There is a bizarre nostalgia that affects people when they discuss Wayne Rooney. The prevalent view seems to be that he had all the talent in the world, demonstrated it with carefree abandon during his teenage years and then got spoiled by necessary on-pitch self-sacrifice and voluntary off-pitch self-sabotage. Now he is seen merely as a good player – not a genuinely great one, and certainly not the one we thought he would be.

This sudden about-turn in public opinion does not really tally up with what has been written and said about him up until now. Throughout his Manchester United career his performances have received glowing write-ups in the press and when he has underperformed – and it has happened repeatedly, sometimes for months on end – his industry and work-rate have seen him bundle in goals and escape the harshest criticism.

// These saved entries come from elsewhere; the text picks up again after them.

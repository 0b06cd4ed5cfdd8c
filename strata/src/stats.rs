//! Latency, jitter and quality helpers used by network-quality aggregators.

use std::collections::HashMap;

use serde::{Deserialize, Serialize};

use crate::aggregate::round_to;

/// Summary of a set of latency samples.
#[derive(Debug, Clone, Copy, PartialEq, Serialize, Deserialize)]
pub struct LatencyStats {
    /// Smallest value.
    pub min: f64,
    /// Largest value.
    pub max: f64,
    /// Arithmetic mean.
    pub avg: f64,
    /// 95th percentile (nearest rank).
    pub p95: f64,
    /// Number of finite values summarized.
    pub count: usize,
}

impl LatencyStats {
    /// Computes min, max, average and p95 over the finite values.
    ///
    /// Returns `None` when there are no finite values.
    #[allow(
        clippy::cast_precision_loss,
        clippy::cast_possible_truncation,
        clippy::cast_sign_loss
    )]
    pub fn from_values(values: &[f64], precision: Option<u8>) -> Option<Self> {
        let mut sorted: Vec<f64> = values.iter().copied().filter(|v| v.is_finite()).collect();
        if sorted.is_empty() {
            return None;
        }
        sorted.sort_by(f64::total_cmp);

        let count = sorted.len();
        let rank = (count as f64 * 0.95).ceil() as usize;
        let p95 = sorted[rank.saturating_sub(1).min(count - 1)];
        let avg = sorted.iter().sum::<f64>() / count as f64;

        let round = |v: f64| precision.map_or(v, |places| round_to(v, places));
        Some(Self {
            min: round(sorted[0]),
            max: round(sorted[count - 1]),
            avg: round(avg),
            p95: round(p95),
            count,
        })
    }
}

/// Average and peak of an RFC 3550 jitter series.
#[derive(Debug, Clone, Copy, PartialEq, Serialize, Deserialize)]
pub struct JitterSummary {
    /// Mean of the smoothed jitter after each sample.
    pub avg: f64,
    /// Highest smoothed jitter seen.
    pub max: f64,
}

/// One RFC 3550 smoothing step: `J += (|D| - J) / 16`.
fn smooth(jitter: f64, previous: f64, current: f64) -> f64 {
    let d = (current - previous).abs();
    jitter + (d - jitter) / 16.0
}

/// Computes RFC 3550 jitter over latencies in time order.
///
/// Results are rounded to two decimals. Returns `None` for fewer than two
/// samples.
#[allow(clippy::cast_precision_loss)]
pub fn jitter_from_latencies(latencies: &[f64]) -> Option<JitterSummary> {
    if latencies.len() < 2 {
        return None;
    }

    let mut jitter = 0.0;
    let mut max = 0.0_f64;
    let mut sum = 0.0;
    for pair in latencies.windows(2) {
        jitter = smooth(jitter, pair[0], pair[1]);
        max = max.max(jitter);
        sum += jitter;
    }

    let steps = (latencies.len() - 1) as f64;
    Some(JitterSummary {
        avg: round_to(sum / steps, 2),
        max: round_to(max, 2),
    })
}

#[derive(Debug, Clone, Copy)]
struct JitterState {
    previous: f64,
    jitter: f64,
}

/// Incremental per-host RFC 3550 jitter.
///
/// Lives for one collector process; the first sample of a host only seeds
/// its state.
#[derive(Debug, Default)]
pub struct JitterTracker {
    hosts: HashMap<String, JitterState>,
}

impl JitterTracker {
    /// Creates an empty tracker.
    pub fn new() -> Self {
        Self::default()
    }

    /// Feeds one latency for `host`, returning the smoothed jitter rounded
    /// to two decimals, or `None` for the host's first sample.
    pub fn observe(&mut self, host: &str, latency: f64) -> Option<f64> {
        let Some(state) = self.hosts.get_mut(host) else {
            self.hosts.insert(
                host.to_string(),
                JitterState {
                    previous: latency,
                    jitter: 0.0,
                },
            );
            return None;
        };

        state.jitter = smooth(state.jitter, state.previous, latency);
        state.previous = latency;
        Some(round_to(state.jitter, 2))
    }

    /// Forgets a host's state.
    pub fn reset(&mut self, host: &str) {
        self.hosts.remove(host);
    }
}

/// Quality rating, ordered from best to worst.
#[derive(Debug, Clone, Copy, PartialEq, Eq, PartialOrd, Ord, Hash, Serialize, Deserialize)]
#[serde(rename_all = "lowercase")]
pub enum Quality {
    /// Below the good threshold.
    Good,
    /// Below the fair threshold.
    Fair,
    /// Below the poor threshold.
    Poor,
    /// At or above the poor threshold.
    Critical,
}

/// Upper bounds (exclusive) for the good, fair and poor ratings.
#[derive(Debug, Clone, Copy, PartialEq, Serialize, Deserialize)]
pub struct Thresholds {
    /// Values below this are good.
    pub good: f64,
    /// Values below this are fair.
    pub fair: f64,
    /// Values below this are poor; anything else is critical.
    pub poor: f64,
}

impl Thresholds {
    /// Round-trip latency in milliseconds.
    pub const LATENCY_MS: Self = Self {
        good: 50.0,
        fair: 100.0,
        poor: 250.0,
    };

    /// Jitter in milliseconds.
    pub const JITTER_MS: Self = Self {
        good: 10.0,
        fair: 20.0,
        poor: 50.0,
    };

    /// Packet loss in percent.
    pub const PACKET_LOSS_PCT: Self = Self {
        good: 1.0,
        fair: 2.0,
        poor: 5.0,
    };

    /// Rates `value` against these thresholds.
    pub fn rate(&self, value: f64) -> Quality {
        if value < self.good {
            Quality::Good
        } else if value < self.fair {
            Quality::Fair
        } else if value < self.poor {
            Quality::Poor
        } else {
            Quality::Critical
        }
    }
}

impl Quality {
    /// The worst of several ratings.
    pub fn overall(ratings: &[Quality]) -> Quality {
        ratings.iter().copied().max().unwrap_or(Quality::Good)
    }

    /// Lowercase name, as stored in rollup records.
    pub fn as_str(self) -> &'static str {
        match self {
            Self::Good => "good",
            Self::Fair => "fair",
            Self::Poor => "poor",
            Self::Critical => "critical",
        }
    }
}

#[cfg(test)]
mod tests {
    use super::*;

    #[test]
    fn test_latency_stats() {
        let values: Vec<f64> = (1..=20).map(f64::from).collect();
        let stats = LatencyStats::from_values(&values, Some(1)).unwrap();

        assert_eq!(stats.min, 1.0);
        assert_eq!(stats.max, 20.0);
        assert_eq!(stats.avg, 10.5);
        // ceil(20 * 0.95) - 1 = 18
        assert_eq!(stats.p95, 19.0);
        assert_eq!(stats.count, 20);
    }

    #[test]
    fn test_latency_stats_single_and_empty() {
        let stats = LatencyStats::from_values(&[7.25, f64::NAN], None).unwrap();
        assert_eq!(stats.p95, 7.25);
        assert_eq!(stats.count, 1);

        assert!(LatencyStats::from_values(&[], None).is_none());
        assert!(LatencyStats::from_values(&[f64::NAN], None).is_none());
    }

    #[test]
    fn test_jitter_from_latencies() {
        assert!(jitter_from_latencies(&[10.0]).is_none());

        // D = 16 -> J = 1.0; D = 0 -> J = 0.9375
        let summary = jitter_from_latencies(&[10.0, 26.0, 26.0]).unwrap();
        assert_eq!(summary.max, 1.0);
        assert_eq!(summary.avg, 0.97);
    }

    #[test]
    fn test_jitter_tracker_per_host() {
        let mut tracker = JitterTracker::new();
        assert_eq!(tracker.observe("a", 10.0), None);
        assert_eq!(tracker.observe("b", 50.0), None);
        assert_eq!(tracker.observe("a", 26.0), Some(1.0));
        assert_eq!(tracker.observe("b", 50.0), Some(0.0));

        tracker.reset("a");
        assert_eq!(tracker.observe("a", 26.0), None);
    }

    #[test]
    fn test_quality_rating() {
        assert_eq!(Thresholds::LATENCY_MS.rate(20.0), Quality::Good);
        assert_eq!(Thresholds::LATENCY_MS.rate(50.0), Quality::Fair);
        assert_eq!(Thresholds::LATENCY_MS.rate(120.0), Quality::Poor);
        assert_eq!(Thresholds::LATENCY_MS.rate(250.0), Quality::Critical);
        assert_eq!(Thresholds::PACKET_LOSS_PCT.rate(0.5), Quality::Good);
        assert_eq!(Thresholds::JITTER_MS.rate(30.0), Quality::Poor);
    }

    #[test]
    fn test_overall_quality_is_worst() {
        assert_eq!(
            Quality::overall(&[Quality::Good, Quality::Poor, Quality::Fair]),
            Quality::Poor
        );
        assert_eq!(Quality::overall(&[Quality::Good; 3]), Quality::Good);
        assert_eq!(Quality::overall(&[]), Quality::Good);
        assert_eq!(Quality::Critical.as_str(), "critical");
    }
}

Perhaps it is a British journalism thing – “build ‘em up to knock ‘em down” and all that – but the idea that Rooney has not fulfilled his potential is quite ridiculous. As a conclusion, it is simply unfair. Sure, he has never hit the heights expected of him and his contribution to football pales in comparison to those of era-defining freaks Lionel Messi and Cristiano Ronaldo, but the reality is that he was never going to match them.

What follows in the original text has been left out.